When trying to express the sheer scope of global carbon emissions, UChicago Engineering master’s student Yousuf Mitchell chose a different unit of measurement than cubic meters or metric tons: Sears Towers.
“The United States and China alone produce enough carbon emissions yearly to fill over two million Sears Towers,” Mitchell told the audience of faculty, students and industry leaders at the UChicago Pritzker School of Molecular Engineering’s (UChicago PME) Communication Skills for Industry Program capstone event.
The program offers PME postdocs, PhD, and Master’s students focused, practice-based, and mentored communications training so they can convey how innovations and discoveries might go from lab to market. This year’s class is the biggest yet, with five master’s students, seven PhD students and four postdoctoral researchers learning how to talk so that people in a wide range of industrial roles will listen.
“I encourage you all to continue practicing, to continue putting yourself out there and talking about the work that you do to a wide range of audiences,” Assistant Dean of Education and Outreach Laura Rico-Beck told the assembled crowd at the capstone event on Thursday.
The capstone is the culmination of the 10-week course, when the students give a competitive three-minute talks to a panel of working industry experts. The judges were just four of the 28 industry mentors students had access to throughout the course.

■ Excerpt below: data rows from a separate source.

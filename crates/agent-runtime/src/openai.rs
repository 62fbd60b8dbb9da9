//! OpenAI-Compatible Completion Client
//!
//! Implementation of `CompletionClient` against a chat-completions
//! endpoint. Tool schemas are sent as `function` tools with automatic
//! tool choice; tool-call arguments arrive as a JSON string and are
//! parsed into an object before they reach the orchestration loop.

use agent_core::{
    error::{AgentError, Result},
    message::{ChatMessage, FunctionCall, ToolCallRequest},
    provider::{AssistantReply, CompletionClient, FunctionSchema},
};
use async_trait::async_trait;
use serde::{Deserialize, Serialize};

/// OpenAI client configuration
#[derive(Clone, Debug)]
pub struct OpenAiConfig {
    /// API key (bearer token)
    pub api_key: String,

    /// API base URL
    pub base_url: String,

    /// Request timeout in seconds
    pub timeout_secs: u64,
}

impl OpenAiConfig {
    /// Build from environment variables. `OPENAI_API_KEY` is
    /// required; `OPENAI_BASE_URL` defaults to the public endpoint.
    pub fn from_env() -> Result<Self> {
        let api_key = std::env::var("OPENAI_API_KEY")
            .map_err(|_| AgentError::Config("OPENAI_API_KEY is not set".into()))?;
        let base_url = std::env::var("OPENAI_BASE_URL")
            .unwrap_or_else(|_| "https://api.openai.com/v1".into());

        Ok(Self {
            api_key,
            base_url,
            timeout_secs: 120,
        })
    }
}

/// OpenAI-compatible chat-completions client
pub struct OpenAiClient {
    http: reqwest::Client,
    config: OpenAiConfig,
}

impl OpenAiClient {
    /// Create from configuration
    pub fn from_config(config: OpenAiConfig) -> Self {
        let http = reqwest::Client::builder()
            .timeout(std::time::Duration::from_secs(config.timeout_secs))
            .build()
            .unwrap_or_default();

        Self { http, config }
    }

    /// Create from environment variables
    pub fn from_env() -> Result<Self> {
        Ok(Self::from_config(OpenAiConfig::from_env()?))
    }

    /// Convert agent messages to the wire format. Tool-call arguments
    /// are re-serialized to the JSON string the API expects.
    fn convert_messages(messages: &[ChatMessage]) -> Vec<WireMessage> {
        messages
            .iter()
            .map(|m| WireMessage {
                role: m.role.to_string(),
                content: m.content.clone(),
                tool_calls: if m.tool_calls.is_empty() {
                    None
                } else {
                    Some(
                        m.tool_calls
                            .iter()
                            .map(|call| WireToolCall {
                                id: call.id.clone(),
                                call_type: call.call_type.clone(),
                                function: WireFunctionCall {
                                    name: call.function.name.clone(),
                                    arguments: call.function.arguments.to_string(),
                                },
                            })
                            .collect(),
                    )
                },
                tool_call_id: m.tool_call_id.clone(),
                name: m.name.clone(),
            })
            .collect()
    }

    /// Convert the wire response to an assistant reply. Malformed
    /// argument payloads degrade to an empty object so a single bad
    /// call cannot poison the turn.
    fn decode_reply(response: ChatCompletionResponse) -> Result<AssistantReply> {
        let choice = response
            .choices
            .into_iter()
            .next()
            .ok_or_else(|| AgentError::Completion("response contained no choices".into()))?;

        let tool_calls = choice
            .message
            .tool_calls
            .into_iter()
            .map(|call| ToolCallRequest {
                id: call.id,
                call_type: call.call_type,
                function: FunctionCall {
                    name: call.function.name,
                    arguments: serde_json::from_str(&call.function.arguments)
                        .unwrap_or_else(|_| serde_json::json!({})),
                },
            })
            .collect();

        Ok(AssistantReply {
            content: choice.message.content,
            tool_calls,
        })
    }
}

#[async_trait]
impl CompletionClient for OpenAiClient {
    async fn complete(
        &self,
        model: &str,
        messages: &[ChatMessage],
        functions: &[FunctionSchema],
    ) -> Result<AssistantReply> {
        let url = format!(
            "{}/chat/completions",
            self.config.base_url.trim_end_matches('/')
        );

        let body = ChatCompletionRequest {
            model,
            messages: Self::convert_messages(messages),
            tools: functions
                .iter()
                .map(|f| WireTool {
                    tool_type: "function",
                    function: f,
                })
                .collect(),
            tool_choice: if functions.is_empty() { None } else { Some("auto") },
        };

        let response = self
            .http
            .post(&url)
            .bearer_auth(&self.config.api_key)
            .json(&body)
            .send()
            .await
            .map_err(|e| AgentError::Completion(format!("request failed: {e}")))?;

        if !response.status().is_success() {
            let status = response.status();
            let text = response.text().await.unwrap_or_default();
            return Err(AgentError::Completion(format!(
                "status={status} body={text}"
            )));
        }

        let decoded: ChatCompletionResponse = response
            .json()
            .await
            .map_err(|e| AgentError::Completion(format!("failed to parse response: {e}")))?;

        Self::decode_reply(decoded)
    }
}

// ============================================================================
// Wire Types
// ============================================================================

#[derive(Serialize)]
struct ChatCompletionRequest<'a> {
    model: &'a str,
    messages: Vec<WireMessage>,
    #[serde(skip_serializing_if = "Vec::is_empty")]
    tools: Vec<WireTool<'a>>,
    #[serde(skip_serializing_if = "Option::is_none")]
    tool_choice: Option<&'static str>,
}

#[derive(Serialize)]
struct WireTool<'a> {
    #[serde(rename = "type")]
    tool_type: &'static str,
    function: &'a FunctionSchema,
}

#[derive(Serialize)]
struct WireMessage {
    role: String,
    content: String,
    #[serde(skip_serializing_if = "Option::is_none")]
    tool_calls: Option<Vec<WireToolCall>>,
    #[serde(skip_serializing_if = "Option::is_none")]
    tool_call_id: Option<String>,
    #[serde(skip_serializing_if = "Option::is_none")]
    name: Option<String>,
}

#[derive(Serialize, Deserialize)]
struct WireToolCall {
    id: String,
    #[serde(rename = "type")]
    call_type: String,
    function: WireFunctionCall,
}

#[derive(Serialize, Deserialize)]
struct WireFunctionCall {
    name: String,
    /// JSON-encoded argument object
    arguments: String,
}

#[derive(Deserialize)]
struct ChatCompletionResponse {
    choices: Vec<Choice>,
}

#[derive(Deserialize)]
struct Choice {
    message: ResponseMessage,
}

#[derive(Deserialize)]
struct ResponseMessage {
    content: Option<String>,
    #[serde(default)]
    tool_calls: Vec<WireToolCall>,
}

#[cfg(test)]
mod tests {
    use super::*;
    use serde_json::json;

    #[test]
    fn test_decode_reply_parses_argument_string() {
        let response: ChatCompletionResponse = serde_json::from_value(json!({
            "choices": [{
                "message": {
                    "content": null,
                    "tool_calls": [{
                        "id": "call_1",
                        "type": "function",
                        "function": {
                            "name": "search_products",
                            "arguments": "{\"query\":\"mouse\"}"
                        }
                    }]
                }
            }]
        }))
        .unwrap();

        let reply = OpenAiClient::decode_reply(response).unwrap();
        assert!(reply.content.is_none());
        assert_eq!(reply.tool_calls.len(), 1);
        assert_eq!(reply.tool_calls[0].function.name, "search_products");
        assert_eq!(reply.tool_calls[0].function.arguments, json!({"query": "mouse"}));
    }

    #[test]
    fn test_decode_reply_tolerates_malformed_arguments() {
        let response: ChatCompletionResponse = serde_json::from_value(json!({
            "choices": [{
                "message": {
                    "content": "",
                    "tool_calls": [{
                        "id": "call_1",
                        "type": "function",
                        "function": {"name": "get_order", "arguments": "{not json"}
                    }]
                }
            }]
        }))
        .unwrap();

        let reply = OpenAiClient::decode_reply(response).unwrap();
        assert_eq!(reply.tool_calls[0].function.arguments, json!({}));
    }

    #[test]
    fn test_decode_reply_requires_a_choice() {
        let response: ChatCompletionResponse =
            serde_json::from_value(json!({"choices": []})).unwrap();
        let err = OpenAiClient::decode_reply(response).unwrap_err();
        assert!(matches!(err, AgentError::Completion(_)));
    }

    #[test]
    fn test_convert_messages_stringifies_arguments() {
        let messages = vec![ChatMessage::assistant_with_calls(
            "",
            vec![ToolCallRequest {
                id: "call_1".into(),
                call_type: "function".into(),
                function: FunctionCall {
                    name: "get_product".into(),
                    arguments: json!({"sku": "SKU123"}),
                },
            }],
        )];

        let wire = OpenAiClient::convert_messages(&messages);
        let calls = wire[0].tool_calls.as_ref().unwrap();
        assert_eq!(calls[0].function.arguments, "{\"sku\":\"SKU123\"}");
    }

    #[test]
    fn test_request_omits_tools_when_empty() {
        let body = ChatCompletionRequest {
            model: "gpt-4o-mini",
            messages: Vec::new(),
            tools: Vec::new(),
            tool_choice: None,
        };

        let value = serde_json::to_value(&body).unwrap();
        assert!(value.get("tools").is_none());
        assert!(value.get("tool_choice").is_none());
    }
}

“One thing that surprised me is how many resources, how many people we could get in touch with in this class,” said Kun Wang, a postdoctoral researcher in Prof. Shirley Meng’s Laboratory for Energy Storage and Conversion. “We had a one-to-one mentor from industry, but the instructors also arranged for people from different companies’ hiring teams and management teams as well as some fresh graduates to talk to us. So I was exposed to a lot of people actually working in industry and hear their advice and insights.”
Half of the mentors were at UChicago PME themselves before moving into engineering jobs at a spectrum of companies across the nation, said Director of Career Development Briana Konnick.
This includes Dimitris Priftis, who took his own experience at UChicago PME to the aerospace company Blue Origin.
“Being an industry mentor and a PME alum has been such a rewarding experience,” Priftis said. “It’s not just about sharing what I’ve learned—it’s about helping others grow, building their confidence, and seeing how those small moments of guidance can lead to big changes in their careers and the industry as a whole.”